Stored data
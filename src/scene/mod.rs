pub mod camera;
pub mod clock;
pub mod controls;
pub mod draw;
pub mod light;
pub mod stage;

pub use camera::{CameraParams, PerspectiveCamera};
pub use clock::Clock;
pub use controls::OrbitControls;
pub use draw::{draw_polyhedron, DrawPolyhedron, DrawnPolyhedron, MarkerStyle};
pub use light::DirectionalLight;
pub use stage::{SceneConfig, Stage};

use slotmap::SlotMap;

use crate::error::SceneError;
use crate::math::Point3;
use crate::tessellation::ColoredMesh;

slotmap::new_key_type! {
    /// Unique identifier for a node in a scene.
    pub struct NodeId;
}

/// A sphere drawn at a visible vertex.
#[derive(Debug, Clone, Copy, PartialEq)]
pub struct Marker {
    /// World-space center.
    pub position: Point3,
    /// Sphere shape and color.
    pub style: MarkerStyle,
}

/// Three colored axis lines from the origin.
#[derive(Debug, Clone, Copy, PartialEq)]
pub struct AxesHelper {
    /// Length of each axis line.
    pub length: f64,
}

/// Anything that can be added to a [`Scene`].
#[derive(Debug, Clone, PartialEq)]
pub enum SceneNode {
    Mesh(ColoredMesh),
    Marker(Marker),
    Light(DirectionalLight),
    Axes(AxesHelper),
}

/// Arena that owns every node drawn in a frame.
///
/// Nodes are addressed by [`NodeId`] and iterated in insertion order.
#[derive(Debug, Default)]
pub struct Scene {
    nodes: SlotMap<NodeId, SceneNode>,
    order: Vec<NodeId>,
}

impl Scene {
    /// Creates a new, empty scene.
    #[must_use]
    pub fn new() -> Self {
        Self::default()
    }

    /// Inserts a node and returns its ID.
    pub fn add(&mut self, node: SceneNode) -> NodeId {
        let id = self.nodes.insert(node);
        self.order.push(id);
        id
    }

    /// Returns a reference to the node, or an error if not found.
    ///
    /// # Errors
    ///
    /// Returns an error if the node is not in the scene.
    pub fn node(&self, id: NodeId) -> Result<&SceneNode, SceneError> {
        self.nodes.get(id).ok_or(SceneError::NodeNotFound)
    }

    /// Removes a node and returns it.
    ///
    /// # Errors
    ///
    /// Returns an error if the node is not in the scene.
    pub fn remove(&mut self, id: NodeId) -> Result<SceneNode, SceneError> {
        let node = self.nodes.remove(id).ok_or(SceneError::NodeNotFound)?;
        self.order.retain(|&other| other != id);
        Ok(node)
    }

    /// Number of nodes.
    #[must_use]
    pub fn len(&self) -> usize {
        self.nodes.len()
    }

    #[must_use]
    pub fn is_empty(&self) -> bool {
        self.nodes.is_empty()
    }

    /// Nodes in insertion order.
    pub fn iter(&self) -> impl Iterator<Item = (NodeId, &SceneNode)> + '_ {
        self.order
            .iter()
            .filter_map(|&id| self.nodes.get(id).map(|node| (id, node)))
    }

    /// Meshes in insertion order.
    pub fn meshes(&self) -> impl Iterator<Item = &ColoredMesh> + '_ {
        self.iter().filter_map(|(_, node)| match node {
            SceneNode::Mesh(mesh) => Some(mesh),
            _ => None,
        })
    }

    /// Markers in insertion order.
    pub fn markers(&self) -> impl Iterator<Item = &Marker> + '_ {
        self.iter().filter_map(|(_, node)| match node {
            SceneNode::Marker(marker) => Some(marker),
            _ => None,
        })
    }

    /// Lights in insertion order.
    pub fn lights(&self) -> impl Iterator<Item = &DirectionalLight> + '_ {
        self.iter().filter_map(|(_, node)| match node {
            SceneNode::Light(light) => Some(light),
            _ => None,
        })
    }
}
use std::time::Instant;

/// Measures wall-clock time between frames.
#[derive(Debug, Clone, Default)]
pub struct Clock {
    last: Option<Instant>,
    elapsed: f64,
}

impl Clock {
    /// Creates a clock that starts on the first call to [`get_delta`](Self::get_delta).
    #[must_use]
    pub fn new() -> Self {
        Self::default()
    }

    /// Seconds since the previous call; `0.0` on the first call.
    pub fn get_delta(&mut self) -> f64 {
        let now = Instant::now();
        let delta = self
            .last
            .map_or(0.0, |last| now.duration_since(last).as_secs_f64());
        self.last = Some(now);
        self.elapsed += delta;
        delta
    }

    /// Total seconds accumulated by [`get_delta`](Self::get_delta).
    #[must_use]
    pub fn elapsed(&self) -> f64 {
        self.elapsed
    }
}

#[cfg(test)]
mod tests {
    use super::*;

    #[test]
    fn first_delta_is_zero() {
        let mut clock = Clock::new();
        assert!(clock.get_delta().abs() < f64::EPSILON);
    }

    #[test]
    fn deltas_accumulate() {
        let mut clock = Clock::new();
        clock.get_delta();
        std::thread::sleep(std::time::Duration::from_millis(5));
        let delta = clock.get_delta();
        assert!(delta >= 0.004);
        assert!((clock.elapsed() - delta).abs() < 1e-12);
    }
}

...

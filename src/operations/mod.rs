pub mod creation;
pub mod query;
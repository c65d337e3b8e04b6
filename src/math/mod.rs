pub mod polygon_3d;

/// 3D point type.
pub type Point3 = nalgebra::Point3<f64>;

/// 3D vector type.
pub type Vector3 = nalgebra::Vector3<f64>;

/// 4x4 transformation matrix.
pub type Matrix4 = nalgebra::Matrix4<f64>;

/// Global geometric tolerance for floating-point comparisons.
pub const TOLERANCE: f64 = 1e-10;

*What this task involves*:
Given the records above, reproduce precisely and only the lines between the line holding "filename src/operations/mod.rs" and the line holding "repository c65d337e3b8e04b6", inclusive.

*Task solution*:
filename src/operations/mod.rs
pub mod creation;
pub mod query;
repository c65d337e3b8e04b6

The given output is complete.